PROMPT
Among the entries below, one line contains "pub struct TestProxy" and another contains "pub fn client()". Transcribe those two lines and every line between them, exactly.

[Stored data]
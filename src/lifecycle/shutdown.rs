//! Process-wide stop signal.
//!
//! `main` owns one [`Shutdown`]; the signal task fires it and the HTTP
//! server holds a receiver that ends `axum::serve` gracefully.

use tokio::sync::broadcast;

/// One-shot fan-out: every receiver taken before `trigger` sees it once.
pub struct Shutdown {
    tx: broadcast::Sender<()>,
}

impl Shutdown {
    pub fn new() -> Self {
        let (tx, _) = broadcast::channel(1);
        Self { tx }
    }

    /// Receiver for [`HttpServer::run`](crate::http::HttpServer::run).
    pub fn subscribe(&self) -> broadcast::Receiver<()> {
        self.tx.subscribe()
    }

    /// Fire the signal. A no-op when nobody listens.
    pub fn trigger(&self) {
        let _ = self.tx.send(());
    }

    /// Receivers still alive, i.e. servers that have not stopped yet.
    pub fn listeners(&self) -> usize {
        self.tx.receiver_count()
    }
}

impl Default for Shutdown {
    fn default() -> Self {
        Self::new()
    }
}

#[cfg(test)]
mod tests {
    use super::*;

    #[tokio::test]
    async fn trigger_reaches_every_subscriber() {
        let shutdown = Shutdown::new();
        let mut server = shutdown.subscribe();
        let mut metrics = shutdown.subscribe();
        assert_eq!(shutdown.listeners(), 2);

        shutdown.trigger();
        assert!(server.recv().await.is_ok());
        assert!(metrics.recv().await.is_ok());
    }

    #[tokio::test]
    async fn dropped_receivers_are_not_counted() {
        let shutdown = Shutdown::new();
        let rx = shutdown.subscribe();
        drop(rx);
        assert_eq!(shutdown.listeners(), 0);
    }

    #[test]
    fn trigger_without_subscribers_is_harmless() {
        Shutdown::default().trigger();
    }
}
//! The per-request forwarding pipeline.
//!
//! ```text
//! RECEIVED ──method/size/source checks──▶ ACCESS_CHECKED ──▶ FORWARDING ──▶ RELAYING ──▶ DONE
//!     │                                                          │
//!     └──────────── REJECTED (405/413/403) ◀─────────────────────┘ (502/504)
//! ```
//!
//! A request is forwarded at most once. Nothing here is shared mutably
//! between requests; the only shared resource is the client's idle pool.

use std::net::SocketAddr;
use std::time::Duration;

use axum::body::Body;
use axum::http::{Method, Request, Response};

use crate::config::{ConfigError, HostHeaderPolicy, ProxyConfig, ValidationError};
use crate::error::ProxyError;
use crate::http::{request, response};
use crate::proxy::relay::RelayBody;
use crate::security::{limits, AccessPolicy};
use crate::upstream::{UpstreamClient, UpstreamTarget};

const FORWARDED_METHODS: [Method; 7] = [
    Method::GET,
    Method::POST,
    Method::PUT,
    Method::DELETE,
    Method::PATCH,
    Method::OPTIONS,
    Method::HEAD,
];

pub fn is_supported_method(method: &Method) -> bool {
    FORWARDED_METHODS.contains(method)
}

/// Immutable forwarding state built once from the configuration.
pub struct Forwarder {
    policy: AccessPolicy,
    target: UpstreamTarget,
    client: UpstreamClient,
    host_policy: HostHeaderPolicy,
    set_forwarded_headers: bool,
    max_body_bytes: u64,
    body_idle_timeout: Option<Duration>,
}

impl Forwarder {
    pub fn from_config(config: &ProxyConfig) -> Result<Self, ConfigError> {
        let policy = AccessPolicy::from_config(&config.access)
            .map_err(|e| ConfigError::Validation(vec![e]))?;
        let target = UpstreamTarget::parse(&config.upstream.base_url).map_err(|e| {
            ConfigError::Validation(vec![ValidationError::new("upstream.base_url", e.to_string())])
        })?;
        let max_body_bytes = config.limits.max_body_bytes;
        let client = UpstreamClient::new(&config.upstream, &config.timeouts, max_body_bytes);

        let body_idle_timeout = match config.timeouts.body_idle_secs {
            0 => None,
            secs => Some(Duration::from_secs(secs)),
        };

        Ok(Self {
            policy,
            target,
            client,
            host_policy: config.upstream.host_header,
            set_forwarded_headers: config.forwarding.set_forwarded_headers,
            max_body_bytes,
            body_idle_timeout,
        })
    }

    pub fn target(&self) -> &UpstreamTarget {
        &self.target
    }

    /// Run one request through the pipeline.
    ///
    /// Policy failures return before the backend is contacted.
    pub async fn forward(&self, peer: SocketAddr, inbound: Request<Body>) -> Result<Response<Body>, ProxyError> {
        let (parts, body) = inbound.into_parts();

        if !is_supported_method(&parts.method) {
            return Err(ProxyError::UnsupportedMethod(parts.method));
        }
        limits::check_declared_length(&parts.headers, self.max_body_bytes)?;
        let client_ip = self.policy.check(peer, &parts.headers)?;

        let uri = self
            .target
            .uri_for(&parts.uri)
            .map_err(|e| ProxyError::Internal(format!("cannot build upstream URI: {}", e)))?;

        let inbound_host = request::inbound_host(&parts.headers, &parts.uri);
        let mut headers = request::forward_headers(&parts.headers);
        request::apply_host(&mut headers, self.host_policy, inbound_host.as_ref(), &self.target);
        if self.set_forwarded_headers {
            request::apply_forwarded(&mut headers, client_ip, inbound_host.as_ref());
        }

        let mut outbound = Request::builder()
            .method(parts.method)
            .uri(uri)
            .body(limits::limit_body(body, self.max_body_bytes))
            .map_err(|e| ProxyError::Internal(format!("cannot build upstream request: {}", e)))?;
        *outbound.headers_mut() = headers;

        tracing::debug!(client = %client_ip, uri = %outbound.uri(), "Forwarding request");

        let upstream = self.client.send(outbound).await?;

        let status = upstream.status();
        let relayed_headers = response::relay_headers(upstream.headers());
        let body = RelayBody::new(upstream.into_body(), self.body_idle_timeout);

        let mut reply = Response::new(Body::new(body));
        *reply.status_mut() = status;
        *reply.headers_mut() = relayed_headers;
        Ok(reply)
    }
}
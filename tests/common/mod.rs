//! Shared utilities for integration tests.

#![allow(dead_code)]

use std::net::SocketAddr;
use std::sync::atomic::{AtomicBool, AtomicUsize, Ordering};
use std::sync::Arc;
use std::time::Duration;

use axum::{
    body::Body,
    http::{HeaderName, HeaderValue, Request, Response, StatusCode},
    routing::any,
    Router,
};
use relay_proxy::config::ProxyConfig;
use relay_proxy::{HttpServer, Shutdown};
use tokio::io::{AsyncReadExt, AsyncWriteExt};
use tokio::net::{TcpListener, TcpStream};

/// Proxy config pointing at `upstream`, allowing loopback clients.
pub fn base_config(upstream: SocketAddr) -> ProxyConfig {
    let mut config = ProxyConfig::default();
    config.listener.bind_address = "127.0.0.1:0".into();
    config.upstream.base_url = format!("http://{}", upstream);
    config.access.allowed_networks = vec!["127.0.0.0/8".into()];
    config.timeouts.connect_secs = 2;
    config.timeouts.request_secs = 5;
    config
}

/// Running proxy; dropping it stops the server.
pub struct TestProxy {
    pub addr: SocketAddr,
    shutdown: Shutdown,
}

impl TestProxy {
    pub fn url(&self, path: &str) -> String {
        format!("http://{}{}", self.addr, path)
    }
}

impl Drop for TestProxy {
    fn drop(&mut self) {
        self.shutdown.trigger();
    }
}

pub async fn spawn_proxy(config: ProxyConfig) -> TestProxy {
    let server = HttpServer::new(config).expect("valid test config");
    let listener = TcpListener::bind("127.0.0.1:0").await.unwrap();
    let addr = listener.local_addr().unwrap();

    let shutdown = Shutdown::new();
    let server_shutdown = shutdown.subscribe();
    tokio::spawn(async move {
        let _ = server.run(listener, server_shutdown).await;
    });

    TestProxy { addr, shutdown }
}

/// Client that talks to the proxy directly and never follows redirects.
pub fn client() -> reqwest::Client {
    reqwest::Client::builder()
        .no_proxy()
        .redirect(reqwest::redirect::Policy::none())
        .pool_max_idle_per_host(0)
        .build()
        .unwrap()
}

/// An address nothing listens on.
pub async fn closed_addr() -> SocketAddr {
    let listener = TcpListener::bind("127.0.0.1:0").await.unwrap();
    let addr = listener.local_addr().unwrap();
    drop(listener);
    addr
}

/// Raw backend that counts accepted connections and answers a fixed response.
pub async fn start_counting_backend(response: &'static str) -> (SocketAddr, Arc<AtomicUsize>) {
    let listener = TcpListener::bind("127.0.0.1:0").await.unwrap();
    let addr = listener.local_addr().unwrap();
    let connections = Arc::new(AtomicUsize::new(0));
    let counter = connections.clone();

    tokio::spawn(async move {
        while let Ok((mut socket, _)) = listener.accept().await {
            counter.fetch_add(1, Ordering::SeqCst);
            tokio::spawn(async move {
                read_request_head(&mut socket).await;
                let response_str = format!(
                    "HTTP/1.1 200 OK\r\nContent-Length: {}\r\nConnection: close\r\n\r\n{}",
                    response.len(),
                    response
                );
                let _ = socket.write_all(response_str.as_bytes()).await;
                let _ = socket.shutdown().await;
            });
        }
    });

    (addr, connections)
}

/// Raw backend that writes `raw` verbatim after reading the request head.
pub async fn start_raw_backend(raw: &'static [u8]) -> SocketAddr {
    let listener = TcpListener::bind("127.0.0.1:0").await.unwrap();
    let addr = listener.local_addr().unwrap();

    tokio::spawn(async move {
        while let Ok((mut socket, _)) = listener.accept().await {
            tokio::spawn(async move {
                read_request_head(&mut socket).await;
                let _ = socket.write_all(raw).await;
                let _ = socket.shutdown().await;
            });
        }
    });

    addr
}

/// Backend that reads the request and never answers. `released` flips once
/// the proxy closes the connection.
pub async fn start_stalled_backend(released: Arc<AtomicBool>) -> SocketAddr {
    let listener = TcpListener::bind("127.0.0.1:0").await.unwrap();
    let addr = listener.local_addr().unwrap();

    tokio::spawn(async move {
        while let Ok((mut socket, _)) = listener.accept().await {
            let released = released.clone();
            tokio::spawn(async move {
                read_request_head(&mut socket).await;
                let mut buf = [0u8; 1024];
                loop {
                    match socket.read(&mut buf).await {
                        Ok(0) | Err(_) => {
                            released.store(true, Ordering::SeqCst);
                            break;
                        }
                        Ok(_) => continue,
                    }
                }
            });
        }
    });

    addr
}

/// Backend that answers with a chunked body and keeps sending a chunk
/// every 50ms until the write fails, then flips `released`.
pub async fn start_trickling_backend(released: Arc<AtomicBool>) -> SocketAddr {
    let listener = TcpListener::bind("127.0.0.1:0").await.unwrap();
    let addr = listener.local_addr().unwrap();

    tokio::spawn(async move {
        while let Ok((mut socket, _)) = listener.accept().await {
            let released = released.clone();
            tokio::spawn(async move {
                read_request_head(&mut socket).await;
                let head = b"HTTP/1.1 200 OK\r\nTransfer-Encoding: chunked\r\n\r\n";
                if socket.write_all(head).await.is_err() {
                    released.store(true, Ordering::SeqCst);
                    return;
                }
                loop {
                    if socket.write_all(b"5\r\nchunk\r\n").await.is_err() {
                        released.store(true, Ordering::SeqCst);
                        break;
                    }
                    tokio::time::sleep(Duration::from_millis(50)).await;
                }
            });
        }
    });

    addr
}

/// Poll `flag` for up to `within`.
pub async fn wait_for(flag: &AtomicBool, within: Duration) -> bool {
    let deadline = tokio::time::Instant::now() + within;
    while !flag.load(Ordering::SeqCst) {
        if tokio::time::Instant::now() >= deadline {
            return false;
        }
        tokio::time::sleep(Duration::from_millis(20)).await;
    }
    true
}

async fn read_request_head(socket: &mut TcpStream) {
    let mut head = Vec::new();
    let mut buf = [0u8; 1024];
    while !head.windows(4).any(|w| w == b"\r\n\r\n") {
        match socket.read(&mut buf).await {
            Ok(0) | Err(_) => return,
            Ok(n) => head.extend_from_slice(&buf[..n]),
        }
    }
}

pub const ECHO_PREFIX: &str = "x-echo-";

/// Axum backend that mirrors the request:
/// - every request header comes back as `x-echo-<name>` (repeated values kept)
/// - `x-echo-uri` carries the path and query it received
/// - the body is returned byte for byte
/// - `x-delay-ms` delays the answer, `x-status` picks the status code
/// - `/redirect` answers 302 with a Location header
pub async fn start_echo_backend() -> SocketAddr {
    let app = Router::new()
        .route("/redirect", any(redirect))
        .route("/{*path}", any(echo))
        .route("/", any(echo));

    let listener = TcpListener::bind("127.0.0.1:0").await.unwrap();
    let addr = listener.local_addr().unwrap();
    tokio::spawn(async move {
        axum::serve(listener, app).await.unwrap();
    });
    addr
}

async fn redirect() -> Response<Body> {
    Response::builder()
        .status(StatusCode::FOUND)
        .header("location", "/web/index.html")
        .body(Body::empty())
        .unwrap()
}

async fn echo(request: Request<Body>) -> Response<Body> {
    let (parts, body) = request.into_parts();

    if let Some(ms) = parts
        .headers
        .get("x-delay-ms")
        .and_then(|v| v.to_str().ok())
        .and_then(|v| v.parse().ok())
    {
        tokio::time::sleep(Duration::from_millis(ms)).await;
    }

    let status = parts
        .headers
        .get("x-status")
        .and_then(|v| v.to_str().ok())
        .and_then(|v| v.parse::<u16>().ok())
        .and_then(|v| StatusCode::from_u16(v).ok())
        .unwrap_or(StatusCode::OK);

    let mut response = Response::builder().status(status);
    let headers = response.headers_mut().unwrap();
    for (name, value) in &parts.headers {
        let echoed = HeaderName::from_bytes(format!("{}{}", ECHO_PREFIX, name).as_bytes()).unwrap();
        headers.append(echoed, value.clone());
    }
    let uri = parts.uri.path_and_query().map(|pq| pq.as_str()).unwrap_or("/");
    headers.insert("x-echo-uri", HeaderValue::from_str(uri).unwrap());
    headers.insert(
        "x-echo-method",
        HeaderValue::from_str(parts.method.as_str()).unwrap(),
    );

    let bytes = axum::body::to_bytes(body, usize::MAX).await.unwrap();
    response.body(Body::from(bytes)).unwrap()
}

SOLUTION FOR THIS TASK
pub struct TestProxy {
    pub addr: SocketAddr,
    shutdown: Shutdown,
}

impl TestProxy {
    pub fn url(&self, path: &str) -> String {
        format!("http://{}{}", self.addr, path)
    }
}

impl Drop for TestProxy {
    fn drop(&mut self) {
        self.shutdown.trigger();
    }
}

pub async fn spawn_proxy(config: ProxyConfig) -> TestProxy {
    let server = HttpServer::new(config).expect("valid test config");
    let listener = TcpListener::bind("127.0.0.1:0").await.unwrap();
    let addr = listener.local_addr().unwrap();

    let shutdown = Shutdown::new();
    let server_shutdown = shutdown.subscribe();
    tokio::spawn(async move {
        let _ = server.run(listener, server_shutdown).await;
    });

    TestProxy { addr, shutdown }
}

/// Client that talks to the proxy directly and never follows redirects.
pub fn client() -> reqwest::Client {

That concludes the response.